Exercise prompt
Report each line from the entries in which "that" can be found.

Dataset
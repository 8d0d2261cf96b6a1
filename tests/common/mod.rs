//! Test utilities and helper functions for the search session test suite

use std::sync::{Arc, Mutex, MutexGuard};
use std::time::Duration;

use anyhow::Result;
use futures::future::{self, BoxFuture};
use futures::{FutureExt, StreamExt};
use mockito::{Matcher, Mock, Server};
use serde_json::{Value, json};
use tokio::sync::{mpsc, oneshot};
use tokio_stream::wrappers::UnboundedReceiverStream;

use kodegen_tools_search_session::{
    AppliedFilters, LoadingPhase, MessageStream, PageRequest, Presenter, RemoteConfig,
    RenderedItem, SearchBackend, SearchError, SearchResult, SearchSessionController, SessionId,
};

// ----------------------------------------------------------------------------
// Payload builders
// ----------------------------------------------------------------------------

/// One backend item with the fields the projection reads
#[allow(dead_code)]
pub fn item(id: i64, kind: &str, number: i64, year: i32, summary: &str) -> Value {
    json!({
        "id": id,
        "tipo": kind,
        "numero": number,
        "ano": year,
        "autor": "Vereador Teste",
        "ementa": summary,
        "palavrasChave": "Saúde|Educação",
        "linkPdf": format!("https://example.org/{id}.pdf"),
        "linkPortal": format!("https://example.org/portal/{id}"),
        "linkSpLegis": format!("https://example.org/splegis/{id}"),
    })
}

/// Batch payload as the stream endpoint sends it
#[allow(dead_code)]
pub fn batch(kind: &str, items: Vec<Value>, has_more: bool) -> String {
    json!({
        "resultType": kind,
        "projetos": items,
        "hasMore": has_more,
    })
    .to_string()
}

/// Batch payload carrying applied filters
#[allow(dead_code)]
pub fn batch_with_filters(kind: &str, items: Vec<Value>, has_more: bool, filters: Value) -> String {
    json!({
        "resultType": kind,
        "projetos": items,
        "hasMore": has_more,
        "appliedFilters": filters,
    })
    .to_string()
}

/// Frame payloads as a `text/event-stream` body
#[allow(dead_code)]
pub fn sse_body(payloads: &[String]) -> String {
    payloads.iter().map(|p| format!("data:{p}\n\n")).collect()
}

// ----------------------------------------------------------------------------
// Mock HTTP server
// ----------------------------------------------------------------------------

/// Sets up a mock HTTP server
#[allow(dead_code)]
pub async fn setup_mock_server() -> Result<mockito::ServerGuard> {
    let server = Server::new_async().await;
    Ok(server)
}

/// Creates a mock config endpoint
#[allow(dead_code)]
pub async fn create_config_mock(server: &mut Server, body: Value) -> Mock {
    server
        .mock("GET", "/api/config")
        .with_status(200)
        .with_header("content-type", "application/json")
        .with_body(body.to_string())
        .create_async()
        .await
}

/// Creates a mock stream endpoint answering any query with `payloads`
#[allow(dead_code)]
pub async fn create_stream_mock(server: &mut Server, payloads: &[String]) -> Mock {
    server
        .mock("GET", "/api/search/stream")
        .match_query(Matcher::Any)
        .with_status(200)
        .with_header("content-type", "text/event-stream")
        .with_body(sse_body(payloads))
        .create_async()
        .await
}

/// Creates a mock endpoint that returns an error
#[allow(dead_code)]
pub async fn create_error_mock(server: &mut Server, path: &str, status: usize) -> Mock {
    server
        .mock("GET", path)
        .match_query(Matcher::Any)
        .with_status(status)
        .with_body("Error")
        .create_async()
        .await
}

// ----------------------------------------------------------------------------
// Scripted backend
// ----------------------------------------------------------------------------

#[derive(Default)]
struct Script {
    requests: Vec<PageRequest>,
    streams: Vec<Option<mpsc::UnboundedSender<SearchResult<String>>>>,
    config_gate: Option<oneshot::Receiver<SearchResult<RemoteConfig>>>,
}

/// In-memory backend whose streams are fed by the test
#[derive(Clone, Default)]
#[allow(dead_code)]
pub struct ScriptedBackend {
    script: Arc<Mutex<Script>>,
}

#[allow(dead_code)]
impl ScriptedBackend {
    pub fn new() -> Self {
        Self::default()
    }

    /// Backend whose config fetch resolves only when the sender fires
    pub fn with_config_gate() -> (Self, oneshot::Sender<SearchResult<RemoteConfig>>) {
        let (tx, rx) = oneshot::channel();
        let backend = Self::default();
        backend.script.lock().unwrap().config_gate = Some(rx);
        (backend, tx)
    }

    pub fn requests(&self) -> Vec<PageRequest> {
        self.script.lock().unwrap().requests.clone()
    }

    pub fn stream_count(&self) -> usize {
        self.script.lock().unwrap().streams.len()
    }

    /// Send a payload on stream `index`. Returns `false` if that stream is gone.
    pub fn push(&self, index: usize, payload: impl Into<String>) -> bool {
        self.send(index, Ok(payload.into()))
    }

    pub fn push_error(&self, index: usize, error: SearchError) -> bool {
        self.send(index, Err(error))
    }

    /// End stream `index` as if the server closed the connection.
    pub fn close(&self, index: usize) {
        self.script.lock().unwrap().streams[index].take();
    }

    /// Whether the session side of stream `index` has been dropped
    pub fn is_stream_dropped(&self, index: usize) -> bool {
        self.script.lock().unwrap().streams[index]
            .as_ref()
            .is_none_or(|tx| tx.is_closed())
    }

    fn send(&self, index: usize, message: SearchResult<String>) -> bool {
        let script = self.script.lock().unwrap();
        match &script.streams[index] {
            Some(tx) => tx.send(message).is_ok(),
            None => false,
        }
    }
}

impl SearchBackend for ScriptedBackend {
    fn fetch_config(&self) -> BoxFuture<'static, SearchResult<RemoteConfig>> {
        let gate = self.script.lock().unwrap().config_gate.take();
        match gate {
            Some(rx) => async move {
                rx.await.unwrap_or_else(|_| {
                    Err(SearchError::ConfigUnavailable("config gate dropped".into()))
                })
            }
            .boxed(),
            None => future::ready(Ok(RemoteConfig {
                default_page_size: Some(20),
                max_results_limit: Some(1000),
            }))
            .boxed(),
        }
    }

    fn open_stream(&self, request: PageRequest) -> BoxFuture<'static, SearchResult<MessageStream>> {
        let (tx, rx) = mpsc::unbounded_channel();
        {
            let mut script = self.script.lock().unwrap();
            script.requests.push(request);
            script.streams.push(Some(tx));
        }
        let messages: MessageStream = UnboundedReceiverStream::new(rx).boxed();
        future::ready(Ok(messages)).boxed()
    }
}

// ----------------------------------------------------------------------------
// Recording presenter
// ----------------------------------------------------------------------------

/// Everything the controller has pushed so far
#[derive(Debug, Default)]
#[allow(dead_code)]
pub struct Screen {
    pub results: Vec<RenderedItem>,
    pub filters: AppliedFilters,
    pub loading: Option<LoadingPhase>,
    pub error: Option<String>,
    pub load_more: bool,
    pub end_of_results: bool,
    pub summary: Option<(usize, Option<u64>)>,
}

#[allow(dead_code)]
impl Screen {
    pub fn headings(&self) -> Vec<String> {
        self.results.iter().map(|r| r.heading.clone()).collect()
    }
}

/// Presenter that records into a shared [`Screen`]
#[derive(Debug, Clone, Default)]
#[allow(dead_code)]
pub struct RecordingPresenter {
    screen: Arc<Mutex<Screen>>,
}

#[allow(dead_code)]
impl RecordingPresenter {
    pub fn screen(&self) -> MutexGuard<'_, Screen> {
        self.screen.lock().unwrap()
    }
}

impl Presenter for RecordingPresenter {
    fn truncate_results(&mut self, keep: usize) {
        self.screen().results.truncate(keep);
    }

    fn render_results(&mut self, items: &[RenderedItem]) {
        self.screen().results.extend_from_slice(items);
    }

    fn render_filters(&mut self, filters: &AppliedFilters) {
        self.screen().filters = filters.clone();
    }

    fn set_loading(&mut self, phase: Option<LoadingPhase>) {
        self.screen().loading = phase;
    }

    fn show_error(&mut self, message: &str) {
        self.screen().error = Some(message.to_string());
    }

    fn hide_error(&mut self) {
        self.screen().error = None;
    }

    fn set_load_more(&mut self, enabled: bool) {
        self.screen().load_more = enabled;
    }

    fn set_end_of_results(&mut self, visible: bool) {
        self.screen().end_of_results = visible;
    }

    fn show_summary(&mut self, shown: usize, total: Option<u64>) {
        self.screen().summary = Some((shown, total));
    }
}

// ----------------------------------------------------------------------------
// Controller helpers
// ----------------------------------------------------------------------------

#[allow(dead_code)]
pub type TestController<B = ScriptedBackend> = SearchSessionController<B, RecordingPresenter>;

/// Controller over a scripted backend with remote config already applied
#[allow(dead_code)]
pub fn ready_controller(page_size: u32) -> (TestController, ScriptedBackend) {
    let backend = ScriptedBackend::new();
    let mut controller =
        SearchSessionController::new(Arc::new(backend.clone()), RecordingPresenter::default());
    controller.apply_remote_config(Ok(RemoteConfig {
        default_page_size: Some(page_size),
        max_results_limit: None,
    }));
    (controller, backend)
}

/// Apply the next session event, failing the test if none arrives in time.
#[allow(dead_code)]
pub async fn next_event<B, P>(controller: &mut SearchSessionController<B, P>) -> SessionId
where
    B: SearchBackend,
    P: Presenter,
{
    tokio::time::timeout(Duration::from_secs(5), controller.process_next_event())
        .await
        .expect("timed out waiting for a session event")
        .expect("event channel closed")
}

/// Waits for a condition to be true with timeout
#[allow(dead_code)]
pub async fn wait_for_condition<F>(mut check: F, timeout_secs: u64) -> Result<()>
where
    F: FnMut() -> bool,
{
    let start = std::time::Instant::now();
    let timeout = Duration::from_secs(timeout_secs);

    while start.elapsed() < timeout {
        if check() {
            return Ok(());
        }
        tokio::time::sleep(Duration::from_millis(20)).await;
    }

    Err(anyhow::anyhow!("Timeout waiting for condition"))
}
fn items(range: std::ops::RangeInclusive<i64>, summary: &str) -> Vec<serde_json::Value> {
    range
        .map(|id| item(id, "PL", id, 2024, summary))
        .collect()
}

#[tokio::test]
async fn deferred_request_runs_once_config_arrives() {
    let backend = ScriptedBackend::new();
    let mut controller =
        SearchSessionController::new(Arc::new(backend.clone()), RecordingPresenter::default());

    controller.submit_manual_query("lei").expect("valid query");
    assert_eq!(controller.state().phase(), SearchPhase::AwaitingConfig);
    assert_eq!(controller.state().pending_request().map(|p| p.query.as_str()), Some("lei"));
    assert_eq!(backend.stream_count(), 0);

    controller.apply_remote_config(Ok(RemoteConfig {
        default_page_size: Some(20),
        max_results_limit: None,
    }));

    let requests = backend.requests();
    assert_eq!(requests.len(), 1);
    assert_eq!(requests[0].query, "lei");
    assert_eq!(requests[0].page, 0);
    assert_eq!(requests[0].size, 20);
    assert!(controller.state().pending_request().is_none());
    assert!(controller.state().is_loading());

    // A second config arrival must not replay anything
    controller.apply_remote_config(Ok(RemoteConfig::default()));
    assert_eq!(backend.stream_count(), 1);
}

#[tokio::test]
async fn only_the_latest_deferred_request_survives() {
    let backend = ScriptedBackend::new();
    let mut controller =
        SearchSessionController::new(Arc::new(backend.clone()), RecordingPresenter::default());

    controller.submit_manual_query("saude").expect("valid query");
    controller.submit_manual_query("educação").expect("valid query");
    controller.apply_remote_config(Ok(RemoteConfig::default()));

    let requests = backend.requests();
    assert_eq!(requests.len(), 1);
    assert_eq!(requests[0].query, "educação");
}

#[tokio::test]
async fn failed_config_falls_back_to_default_page_size() {
    let backend = ScriptedBackend::new();
    let mut controller =
        SearchSessionController::new(Arc::new(backend.clone()), RecordingPresenter::default());

    controller.submit_manual_query("lei").expect("valid query");
    controller.apply_remote_config(Err(SearchError::ConfigUnavailable("timeout".into())));

    assert!(controller.state().config_loaded());
    assert_eq!(backend.requests()[0].size, 10);
    assert!(controller.presenter().screen().error.is_none());
}

#[tokio::test]
async fn complete_batch_replaces_exact_batch_on_new_query() {
    let (mut controller, backend) = ready_controller(20);
    controller.submit_manual_query("saude").expect("valid query");
    assert_eq!(
        controller.presenter().screen().loading,
        Some(LoadingPhase::Searching)
    );

    backend.push(0, batch("exact", items(1..=1, "Saúde pública"), true));
    next_event(&mut controller).await;
    {
        let screen = controller.presenter().screen();
        assert_eq!(screen.results.len(), 1);
        assert_eq!(screen.loading, Some(LoadingPhase::SemanticPending));
        assert!(!screen.load_more);
    }
    assert!(controller.state().is_loading());
    assert!(controller.state().has_more());

    backend.push(0, batch("complete", items(5..=7, "Saúde pública"), true));
    next_event(&mut controller).await;

    let screen = controller.presenter().screen();
    assert_eq!(screen.headings(), vec!["1. PL 5/2024", "2. PL 6/2024", "3. PL 7/2024"]);
    assert_eq!(screen.results[0].summary, "<mark>Saúde</mark> pública");
    assert_eq!(screen.loading, None);
    assert!(screen.load_more);
    assert!(!screen.end_of_results);
    assert_eq!(controller.state().rendered_count(), 3);
    assert_eq!(controller.state().phase(), SearchPhase::Loaded);
}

Written response
/// Creates a mock endpoint that returns an error
    /// Send a payload on stream `index`. Returns `false` if that stream is gone.
/// Presenter that records into a shared [`Screen`]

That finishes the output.